### The records
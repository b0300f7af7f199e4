//! ILP balancer (spec §4.3): the two integer programs solved per candidate template, backed
//! by `good_lp`'s CBC binding (mirroring the Python reference's `pulp` usage).

use good_lp::{constraint, coin_cbc, variable, Expression, ProblemVariables, Solution, SolverModel};
use tracing::warn;

use crate::ctxs::TrainerCtxs;
use crate::error::PlannerError;
use crate::tp_group::TpGroup;

/// Q1 result for a single pipeline: layers assigned to each stage and the resulting
/// per-microbatch stage time (the pipeline's throughput bottleneck).
#[derive(Debug, Clone, PartialEq)]
pub struct LayerSplit {
    pub layers: Vec<u32>,
    pub stage_time: f64,
}

fn memory_coefficient(ctxs: &TrainerCtxs, stage_idx: usize, stage_count: usize) -> f64 {
    let k_len = ctxs.memory_k.len() as isize;
    let from_tail = k_len - (stage_count as isize - stage_idx as isize);
    let idx = from_tail.max(0) as usize;
    ctxs.memory_k[idx.min(ctxs.memory_k.len() - 1)]
}

/// Solves Q1 (spec §4.3): split `total_layers` transformer layers across `stage_groups`'
/// stages to minimize the slowest stage's per-microbatch time, subject to each stage's
/// per-device memory footprint staying under `memory_bound - memory_safe_gap`.
///
/// Returns `Ok(None)` when the memory constraints make every split infeasible.
pub fn solve_layer_split(
    ctxs: &TrainerCtxs,
    stage_groups: &[TpGroup],
    total_layers: u32,
) -> Result<Option<LayerSplit>, PlannerError> {
    let stage_count = stage_groups.len();
    let mut vars = ProblemVariables::new();
    let time_var = vars.add(variable().min(0.0));
    let layer_vars: Vec<_> = (0..stage_count)
        .map(|_| vars.add(variable().integer().min(1.0)))
        .collect();

    let mut problem = vars.minimise(time_var).using(coin_cbc);
    problem.set_parameter("seconds", &ctxs.ilp_time_limit_secs.to_string());

    let mut total_expr = Expression::from(0.0);
    for (j, group) in stage_groups.iter().enumerate() {
        let time_coef = group.hetero_ratio as f64 * group.sr_effective;
        problem = problem.with(constraint!(time_var >= time_coef * layer_vars[j]));

        let k = memory_coefficient(ctxs, j, stage_count);
        let embedding = if j == 0 || j == stage_count - 1 {
            ctxs.memory_embedding
        } else {
            0.0
        };
        let ratio = group.hetero_ratio as f64;
        let budget = ctxs.memory_bound - ctxs.memory_safe_gap;
        problem = problem.with(constraint!(
            ratio * (k * layer_vars[j] + embedding) + ctxs.memory_extra <= budget
        ));

        total_expr += layer_vars[j];
    }
    problem = problem.with(constraint!(total_expr == total_layers as f64));

    match problem.solve() {
        Ok(solution) => {
            let layers = layer_vars
                .iter()
                .map(|&v| solution.value(v).round() as u32)
                .collect();
            Ok(Some(LayerSplit {
                layers,
                stage_time: solution.value(time_var),
            }))
        }
        Err(good_lp::ResolutionError::Infeasible) => Ok(None),
        Err(err) => {
            warn!(error = %err, "q1 ilp solve failed");
            Err(PlannerError::Solver(err.to_string()))
        }
    }
}

/// Q2 result: micro-batches assigned to each pipeline and the resulting end-to-end makespan.
#[derive(Debug, Clone, PartialEq)]
pub struct MicroBatchSplit {
    pub micro_batches: Vec<u32>,
    pub makespan: f64,
}

/// Solves Q2 (spec §4.3): split `total_micro_batches` across pipelines whose per-microbatch
/// stage time and stage count are already known, to minimize the slowest pipeline's
/// `U >= T_i * m_i` bound, subject to each pipeline carrying at least one micro-batch per
/// stage (`m_i >= stages_i`).
pub fn solve_micro_batch_split(
    ctxs: &TrainerCtxs,
    pipeline_stage_times: &[f64],
    pipeline_stage_counts: &[usize],
    total_micro_batches: u32,
) -> Result<Option<MicroBatchSplit>, PlannerError> {
    let dp = pipeline_stage_times.len();
    let mut vars = ProblemVariables::new();
    let time_var = vars.add(variable().min(0.0));
    let mb_vars: Vec<_> = (0..dp)
        .map(|_| vars.add(variable().integer().min(1.0)))
        .collect();

    let mut problem = vars.minimise(time_var).using(coin_cbc);
    problem.set_parameter("seconds", &ctxs.ilp_time_limit_secs.to_string());

    let mut total_expr = Expression::from(0.0);
    for i in 0..dp {
        let stage_time = pipeline_stage_times[i];
        problem = problem.with(constraint!(time_var >= stage_time * mb_vars[i]));
        problem = problem.with(constraint!(mb_vars[i] >= pipeline_stage_counts[i] as f64));
        total_expr += mb_vars[i];
    }
    problem = problem.with(constraint!(total_expr == total_micro_batches as f64));

    match problem.solve() {
        Ok(solution) => {
            let micro_batches = mb_vars
                .iter()
                .map(|&v| solution.value(v).round() as u32)
                .collect();
            Ok(Some(MicroBatchSplit {
                micro_batches,
                makespan: solution.value(time_var),
            }))
        }
        Err(good_lp::ResolutionError::Infeasible) => Ok(None),
        Err(err) => {
            warn!(error = %err, "q2 ilp solve failed");
            Err(PlannerError::Solver(err.to_string()))
        }
    }
}

#[cfg(test)]
mod tests {
    use super::*;

    fn ctxs() -> TrainerCtxs {
        TrainerCtxs {
            hetero_tp_alpha: vec![1.0, 1.3],
            hetero_tp_weight: vec![1.0, 1.0],
            straggler_threshold: 1.2,
            straggler_safe_gap: 0.05,
            memory_bound: 1000.0,
            memory_safe_gap: 0.0,
            memory_k: vec![1.0],
            memory_embedding: 0.0,
            memory_extra: 0.0,
            normal_layers: 8,
            normal_mbn: 4,
            top_k: 3,
            ilp_time_limit_secs: 5,
        }
    }

    fn homo_group(node_idx: usize) -> TpGroup {
        TpGroup {
            node_idx,
            tp_nominal: 2,
            devices: vec![0, 1],
            hetero_ratio: 1,
            sr_effective: 1.0,
        }
    }

    #[test]
    fn q1_splits_layers_evenly_between_equal_stages() {
        let ctxs = ctxs();
        let stages = vec![homo_group(0), homo_group(1)];
        let result = solve_layer_split(&ctxs, &stages, 4).unwrap().unwrap();
        assert_eq!(result.layers.iter().sum::<u32>(), 4);
        assert!(result.layers.iter().all(|&l| l == 2));
    }

    #[test]
    fn q1_infeasible_when_memory_too_tight() {
        let mut ctxs = ctxs();
        ctxs.memory_bound = 0.5;
        let stages = vec![homo_group(0), homo_group(1)];
        let result = solve_layer_split(&ctxs, &stages, 4).unwrap();
        assert!(result.is_none());
    }

    #[test]
    fn q2_splits_micro_batches_evenly_between_equal_pipelines() {
        let ctxs = ctxs();
        let result = solve_micro_batch_split(&ctxs, &[1.0, 1.0], &[2, 2], 4)
            .unwrap()
            .unwrap();
        assert_eq!(result.micro_batches.iter().sum::<u32>(), 4);
        assert!(result.micro_batches.iter().all(|&m| m == 2));
    }

    #[test]
    fn q2_gives_fewer_micro_batches_to_the_slower_pipeline() {
        let ctxs = ctxs();
        let result = solve_micro_batch_split(&ctxs, &[1.0, 2.0], &[2, 2], 6)
            .unwrap()
            .unwrap();
        assert!(result.micro_batches[1] < result.micro_batches[0]);
    }
}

### Exercise prompt
All that belongs in the answer is the run of lines above from the line containing "ratio * (k *" through the line containing "let layers = layer_vars", exactly as written.

### Written solution
            ratio * (k * layer_vars[j] + embedding) + ctxs.memory_extra <= budget
        ));

        total_expr += layer_vars[j];
    }
    problem = problem.with(constraint!(total_expr == total_layers as f64));

    match problem.solve() {
        Ok(solution) => {
            let layers = layer_vars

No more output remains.